Methods Mice were randomly divided into normal group, model group, ground turtle peptide group (50, 100, 200 mg/kg) and positive drug group. Normal group mice were given normal saline, and ground turtle peptide group mice were given different doses of ground turtle peptide every day The mice in the positive drug group were given silymarin (100mg/kg) daily for 6 weeks. At the same time, except for the mice in the normal group, the mice in the other groups were injected intraperitoneally with 0.1% CC14 peanut oil solution 10ml/kg, 2 times a week for 6 consecutive weeks, 24 hours after the last administration, the mice were weighed and sacrificed to take liver tissues. The liver histological changes were observed by HE staining. Liver functional enzymes (AST, ALT), antioxidant enzymes (SOD, CAT, GSH-Px), peroxide (MDA), fluorescence quantitative PCR method to determine the gene expression of inflammatory factors, apoptosis factors, and fibrosis factors, and ELISA to determine the protein levels of inflammatory factors.
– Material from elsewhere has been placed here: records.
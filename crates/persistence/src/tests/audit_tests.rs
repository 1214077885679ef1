// Copyright (C) 2026 Fred Clausen
// Use of this source code is governed by an MIT-style
// license that can be found in the LICENSE file or at
// https://opensource.org/licenses/MIT.

#![allow(clippy::unwrap_used, clippy::expect_used)]

use club_roster_audit::{Actor, AuditRowError, BatchStatus, ImportAuditEntry};

use crate::tests::helpers::{seed_actor, test_persistence};
use crate::{ImportAuditData, Persistence};

fn entry_for(actor_id: &str, status: BatchStatus, imported: usize) -> ImportAuditEntry {
    ImportAuditEntry::new(
        String::from("ImportMembers"),
        String::from("roster-2026.xlsx"),
        status,
        imported,
        Vec::new(),
        Actor::new(actor_id.to_string(), String::from("admin")),
    )
}

#[test]
fn test_successful_batch_has_no_errors_json() {
    let mut persistence: Persistence = test_persistence();
    seed_actor(&mut persistence, "coach-jane");

    let entry_id: i64 = persistence
        .record_import_audit(&entry_for("coach-jane", BatchStatus::Success, 3))
        .unwrap();
    assert!(entry_id > 0);

    let entries: Vec<ImportAuditData> = persistence.list_import_audit().unwrap();
    assert_eq!(entries.len(), 1);
    assert_eq!(entries[0].action, "ImportMembers");
    assert_eq!(entries[0].source_file, "roster-2026.xlsx");
    assert_eq!(entries[0].status, "success");
    assert_eq!(entries[0].row_count, 3);
    assert_eq!(entries[0].errors_json, None);
    assert_eq!(entries[0].actor_id, "coach-jane");
}

#[test]
fn test_row_failures_are_serialized_as_json() {
    let mut persistence: Persistence = test_persistence();
    seed_actor(&mut persistence, "coach-jane");

    let mut entry = entry_for("coach-jane", BatchStatus::PartialSuccess, 2);
    entry.errors = vec![AuditRowError::new(
        String::from("Jane Doe"),
        String::from("Contact email is required for 'Jane Doe'"),
    )];

    persistence.record_import_audit(&entry).unwrap();

    let entries: Vec<ImportAuditData> = persistence.list_import_audit().unwrap();
    let errors_json: &str = entries[0].errors_json.as_deref().unwrap();

    let parsed: Vec<AuditRowError> = serde_json::from_str(errors_json).unwrap();
    assert_eq!(parsed.len(), 1);
    assert_eq!(parsed[0].display_name, "Jane Doe");
}

#[test]
fn test_audit_entries_list_most_recent_first() {
    let mut persistence: Persistence = test_persistence();
    seed_actor(&mut persistence, "coach-jane");

    persistence
        .record_import_audit(&entry_for("coach-jane", BatchStatus::Success, 1))
        .unwrap();
    persistence
        .record_import_audit(&entry_for("coach-jane", BatchStatus::Failed, 0))
        .unwrap();

    let entries: Vec<ImportAuditData> = persistence.list_import_audit().unwrap();

    assert_eq!(entries.len(), 2);
    assert_eq!(entries[0].status, "failed");
    assert_eq!(entries[1].status, "success");
    assert!(entries[0].entry_id > entries[1].entry_id);
}
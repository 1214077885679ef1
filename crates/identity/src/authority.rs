// Copyright (C) 2026 Fred Clausen
// Use of this source code is governed by an MIT-style
// license that can be found in the LICENSE file or at
// https://opensource.org/licenses/MIT.

//! Identity authority abstraction.
//!
//! The identity authority is the external system of record for login
//! accounts. The local store never owns credentials; it only keeps the
//! authority's external ID as a foreign reference.

use serde::{Deserialize, Serialize};

use crate::error::IdentityError;

/// Policy for credentials assigned to newly created identities.
///
/// Every identity created by a bulk import receives the same fixed
/// initial credential and is required to change it on first sign-in.
#[derive(Debug, Clone, PartialEq, Eq)]
pub struct CredentialPolicy {
    /// The credential assigned to every newly created identity.
    pub initial_credential: String,
    /// Whether the identity must change its credential on first sign-in.
    pub must_reset: bool,
}

impl Default for CredentialPolicy {
    fn default() -> Self {
        Self {
            initial_credential: String::from("Roster#Welcome1"),
            must_reset: true,
        }
    }
}

/// A request to create a new identity in the authority.
#[derive(Debug, Clone, PartialEq, Eq, Serialize, Deserialize)]
pub struct NewIdentity {
    /// The generated login handle for the new account.
    pub login_handle: String,
    /// The human-readable display name.
    pub display_name: String,
    /// The contact email. Must be unique within the authority.
    pub email: String,
    /// The account's role tag within the authority.
    pub role: String,
    /// The initial credential assigned to the account.
    pub initial_credential: String,
    /// Whether the account must change its credential on first sign-in.
    pub must_reset_credential: bool,
}

impl NewIdentity {
    /// Creates a new identity request under the given credential policy.
    #[must_use]
    pub fn new(
        login_handle: String,
        display_name: String,
        email: String,
        role: String,
        policy: &CredentialPolicy,
    ) -> Self {
        Self {
            login_handle,
            display_name,
            email,
            role,
            initial_credential: policy.initial_credential.clone(),
            must_reset_credential: policy.must_reset,
        }
    }
}

/// An identity as known by the authority after creation.
#[derive(Debug, Clone, PartialEq, Eq, Serialize, Deserialize)]
pub struct ExternalIdentity {
    /// The authority-assigned identifier. This is the only value the
    /// local store keeps to refer back to the account.
    pub external_id: String,
    /// The login handle the account was created with.
    pub login_handle: String,
    /// The display name the account was created with.
    pub display_name: String,
    /// The email the account was created with.
    pub email: String,
    /// The role tag the account was created with.
    pub role: String,
}

/// The operations the roster system needs from an identity authority.
///
/// Implementations must be safe to share across request handlers.
pub trait IdentityAuthority: Send + Sync {
    /// Creates a new identity in the authority.
    ///
    /// # Errors
    ///
    /// * `IdentityError::DuplicateEmail` if the email is already taken
    /// * `IdentityError::InvalidRequest` if the request is malformed
    /// * `IdentityError::Unavailable` if the authority cannot be reached
    fn create_identity(&self, request: &NewIdentity) -> Result<ExternalIdentity, IdentityError>;

    /// Deletes an identity from the authority.
    ///
    /// Used to undo a creation when the local half of an enrollment
    /// fails. Deleting an identity that does not exist is an error.
    ///
    /// # Errors
    ///
    /// * `IdentityError::NotFound` if no identity has this external ID
    /// * `IdentityError::Unavailable` if the authority cannot be reached
    fn delete_identity(&self, external_id: &str) -> Result<(), IdentityError>;
}
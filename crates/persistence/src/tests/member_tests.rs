// Copyright (C) 2026 Fred Clausen
// Use of this source code is governed by an MIT-style
// license that can be found in the LICENSE file or at
// https://opensource.org/licenses/MIT.

#![allow(clippy::unwrap_used, clippy::expect_used)]

use crate::tests::helpers::{member_record, test_persistence};
use crate::{MemberData, Persistence, PersistenceError};

#[test]
fn test_create_and_fetch_member() {
    let mut persistence: Persistence = test_persistence();

    let record = member_record("idp-7", "MBR-000007", "jane@example.com");
    persistence.create_member(&record).unwrap();

    let member: MemberData = persistence
        .get_member_by_id("idp-7")
        .unwrap()
        .expect("Member should exist");

    assert_eq!(member.member_id, "idp-7");
    assert_eq!(member.code, "MBR-000007");
    assert_eq!(member.email, "jane@example.com");
    assert_eq!(member.date_of_birth, "2008-03-14");
    assert_eq!(member.gender, "female");
    assert_eq!(member.jersey_number, Some(9));
    assert_eq!(member.team_id, None);
    assert!(member.must_reset_credential);
}

#[test]
fn test_member_can_reference_a_team() {
    let mut persistence: Persistence = test_persistence();

    let team_id: i64 = persistence.create_team("U10", "Under 10").unwrap();

    let mut record = member_record("idp-7", "MBR-000007", "jane@example.com");
    record.team_id = Some(team_id);
    persistence.create_member(&record).unwrap();

    let member: MemberData = persistence.get_member_by_id("idp-7").unwrap().unwrap();
    assert_eq!(member.team_id, Some(team_id));
}

#[test]
fn test_duplicate_member_id_is_a_unique_violation() {
    let mut persistence: Persistence = test_persistence();

    persistence
        .create_member(&member_record("idp-7", "MBR-000007", "jane@example.com"))
        .unwrap();

    let result: Result<(), PersistenceError> =
        persistence.create_member(&member_record("idp-7", "MBR-000008", "other@example.com"));

    assert!(matches!(result, Err(PersistenceError::UniqueViolation(_))));
}

#[test]
fn test_duplicate_member_email_is_a_unique_violation() {
    let mut persistence: Persistence = test_persistence();

    persistence
        .create_member(&member_record("idp-7", "MBR-000007", "shared@example.com"))
        .unwrap();

    let result: Result<(), PersistenceError> =
        persistence.create_member(&member_record("idp-8", "MBR-000008", "shared@example.com"));

    assert!(matches!(result, Err(PersistenceError::UniqueViolation(_))));
}

#[test]
fn test_duplicate_member_code_is_a_unique_violation() {
    let mut persistence: Persistence = test_persistence();

    persistence
        .create_member(&member_record("idp-7", "MBR-000007", "jane@example.com"))
        .unwrap();

    let result: Result<(), PersistenceError> =
        persistence.create_member(&member_record("idp-8", "MBR-000007", "other@example.com"));

    assert!(matches!(result, Err(PersistenceError::UniqueViolation(_))));
}

#[test]
fn test_list_members_is_ordered_by_display_name() {
    let mut persistence: Persistence = test_persistence();

    let mut zoe = member_record("idp-1", "MBR-000001", "zoe@example.com");
    zoe.display_name = String::from("Zoe");
    let mut amy = member_record("idp-2", "MBR-000002", "amy@example.com");
    amy.display_name = String::from("Amy");

    persistence.create_member(&zoe).unwrap();
    persistence.create_member(&amy).unwrap();

    let members: Vec<MemberData> = persistence.list_members().unwrap();

    assert_eq!(members.len(), 2);
    assert_eq!(members[0].display_name, "Amy");
    assert_eq!(members[1].display_name, "Zoe");
}
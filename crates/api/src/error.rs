// Copyright (C) 2026 Fred Clausen
// Use of this source code is governed by an MIT-style
// license that can be found in the LICENSE file or at
// https://opensource.org/licenses/MIT.

//! API-level errors.
//!
//! API errors are batch-fatal: they reject the request before any row
//! is processed. Row-scoped failures never surface here; they are
//! collected into the response's failure list instead.

use club_roster_persistence::PersistenceError;

use crate::auth::AuthError;

/// API-level errors.
///
/// These are distinct from domain/persistence errors and represent the
/// API contract.
#[derive(Debug, Clone, PartialEq, Eq)]
pub enum ApiError {
    /// Authentication failed.
    AuthenticationFailed {
        /// The reason authentication failed.
        reason: String,
    },
    /// Authorization failed - the actor does not have permission.
    Unauthorized {
        /// The action that was attempted.
        action: String,
        /// The role required for this action.
        required_role: String,
    },
    /// The caller's local actor record could not be resolved or created.
    ///
    /// Without a resolved caller no audit entry can be attributed, so
    /// the batch aborts before any row is touched.
    CallerUnresolvable {
        /// The caller's external identity handle.
        handle: String,
        /// Why resolution failed.
        reason: String,
    },
    /// The batch contained no rows.
    EmptyBatch,
    /// Invalid input was provided.
    InvalidInput {
        /// The field that was invalid.
        field: String,
        /// A human-readable description of the error.
        message: String,
    },
    /// The local directory could not be reached.
    StoreUnavailable {
        /// A human-readable description of the error.
        message: String,
    },
}

impl std::fmt::Display for ApiError {
    fn fmt(&self, f: &mut std::fmt::Formatter<'_>) -> std::fmt::Result {
        match self {
            Self::AuthenticationFailed { reason } => {
                write!(f, "Authentication failed: {reason}")
            }
            Self::Unauthorized {
                action,
                required_role,
            } => {
                write!(f, "Unauthorized: '{action}' requires {required_role} role")
            }
            Self::CallerUnresolvable { handle, reason } => {
                write!(f, "Caller '{handle}' could not be resolved: {reason}")
            }
            Self::EmptyBatch => write!(f, "Import batch must contain at least one row"),
            Self::InvalidInput { field, message } => {
                write!(f, "Invalid input for field '{field}': {message}")
            }
            Self::StoreUnavailable { message } => {
                write!(f, "Local directory unavailable: {message}")
            }
        }
    }
}

impl std::error::Error for ApiError {}

impl From<AuthError> for ApiError {
    fn from(err: AuthError) -> Self {
        match err {
            AuthError::AuthenticationFailed { reason } => Self::AuthenticationFailed { reason },
            AuthError::Unauthorized {
                action,
                required_role,
            } => Self::Unauthorized {
                action,
                required_role,
            },
        }
    }
}

impl From<PersistenceError> for ApiError {
    fn from(err: PersistenceError) -> Self {
        Self::StoreUnavailable {
            message: err.to_string(),
        }
    }
}
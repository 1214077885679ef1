// Copyright (C) 2026 Fred Clausen
// Use of this source code is governed by an MIT-style
// license that can be found in the LICENSE file or at
// https://opensource.org/licenses/MIT.

//! Team queries.

use std::collections::HashMap;

use diesel::SqliteConnection;
use diesel::prelude::*;
use tracing::debug;

use crate::data_models::TeamData;
use crate::diesel_schema::teams;
use crate::error::PersistenceError;

/// Diesel Queryable struct for team rows.
#[derive(Queryable, Selectable)]
#[diesel(table_name = teams)]
struct TeamRow {
    team_id: i64,
    code: String,
    name: String,
    created_at: String,
}

/// Resolves a set of team codes to internal team IDs in one query.
///
/// Codes with no matching team are simply absent from the returned map.
///
/// # Arguments
///
/// * `conn` - The database connection
/// * `codes` - The distinct team codes to resolve
///
/// # Errors
///
/// Returns an error if the database query fails.
pub fn resolve_team_codes(
    conn: &mut SqliteConnection,
    codes: &[String],
) -> Result<HashMap<String, i64>, PersistenceError> {
    if codes.is_empty() {
        return Ok(HashMap::new());
    }

    debug!("Resolving {} team codes", codes.len());

    let rows: Vec<(String, i64)> = teams::table
        .filter(teams::code.eq_any(codes))
        .select((teams::code, teams::team_id))
        .load(conn)?;

    Ok(rows.into_iter().collect())
}

/// Lists all teams ordered by code.
///
/// # Errors
///
/// Returns an error if the database query fails.
pub fn list_teams(conn: &mut SqliteConnection) -> Result<Vec<TeamData>, PersistenceError> {
    let rows: Vec<TeamRow> = teams::table
        .order(teams::code.asc())
        .select(TeamRow::as_select())
        .load(conn)?;

    Ok(rows
        .into_iter()
        .map(|row| TeamData {
            team_id: row.team_id,
            code: row.code,
            name: row.name,
            created_at: row.created_at,
        })
        .collect())
}
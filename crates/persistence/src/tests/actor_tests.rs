// Copyright (C) 2026 Fred Clausen
// Use of this source code is governed by an MIT-style
// license that can be found in the LICENSE file or at
// https://opensource.org/licenses/MIT.

#![allow(clippy::unwrap_used, clippy::expect_used)]

use crate::tests::helpers::test_persistence;
use crate::{ActorData, Persistence, PersistenceError};

#[test]
fn test_create_and_fetch_actor() {
    let mut persistence: Persistence = test_persistence();

    persistence
        .create_actor(
            "coach-jane",
            "ACT-000042",
            "Jane Coach",
            "jane@club.example",
            "admin",
        )
        .unwrap();

    let actor: ActorData = persistence
        .get_actor_by_id("coach-jane")
        .unwrap()
        .expect("Actor should exist");

    assert_eq!(actor.actor_id, "coach-jane");
    assert_eq!(actor.code, "ACT-000042");
    assert_eq!(actor.display_name, "Jane Coach");
    assert_eq!(actor.email, "jane@club.example");
    assert_eq!(actor.role, "admin");
    assert!(!actor.created_at.is_empty());
}

#[test]
fn test_missing_actor_returns_none() {
    let mut persistence: Persistence = test_persistence();

    assert!(persistence.get_actor_by_id("nobody").unwrap().is_none());
}

#[test]
fn test_duplicate_actor_id_is_a_unique_violation() {
    let mut persistence: Persistence = test_persistence();

    persistence
        .create_actor("coach-jane", "ACT-000001", "Jane", "jane@club.example", "admin")
        .unwrap();

    let result: Result<(), PersistenceError> = persistence.create_actor(
        "coach-jane",
        "ACT-000002",
        "Other Jane",
        "other@club.example",
        "admin",
    );

    assert!(matches!(result, Err(PersistenceError::UniqueViolation(_))));
}

#[test]
fn test_duplicate_actor_email_is_a_unique_violation() {
    let mut persistence: Persistence = test_persistence();

    persistence
        .create_actor("coach-jane", "ACT-000001", "Jane", "shared@club.example", "admin")
        .unwrap();

    let result: Result<(), PersistenceError> = persistence.create_actor(
        "coach-john",
        "ACT-000002",
        "John",
        "shared@club.example",
        "admin",
    );

    assert!(matches!(result, Err(PersistenceError::UniqueViolation(_))));
}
Results Microscopic observation showed no abnormalities in the liver cells of the normal group. The liver cells of the model group showed congestion, necrosis, fibrosis, and the disappearance of liver lobules. The liver cell morphology and structure of the murine peptide group were damaged. The dose of murine peptide was increased. The degree of cell damage was significantly weakened, and the liver and spleen index of mice was significantly lower than that of the model group. Compared with the model group, the activity of AST and ALT in the serum of mice in the ground turtle peptide group was significantly reduced, the content of MDA in the liver was significantly reduced, and antioxidant enzymes (SOD, CAT) , GSH-Px) activity was significantly increased, inflammatory factors (IL-6, TNF-α, iNOS) protein and gene expression levels were significantly reduced, pro-apoptotic factors (Bax, Caspase-3) and fibrosis factors (α-SMA , TGF-β) gene expression is also significantly reduced.
Conclusion The ground turtle peptide can effectively improve the chronic liver damage caused by CC14 in mice, and its protective effect may be closely related to the antioxidant effect of the ground turtle peptide.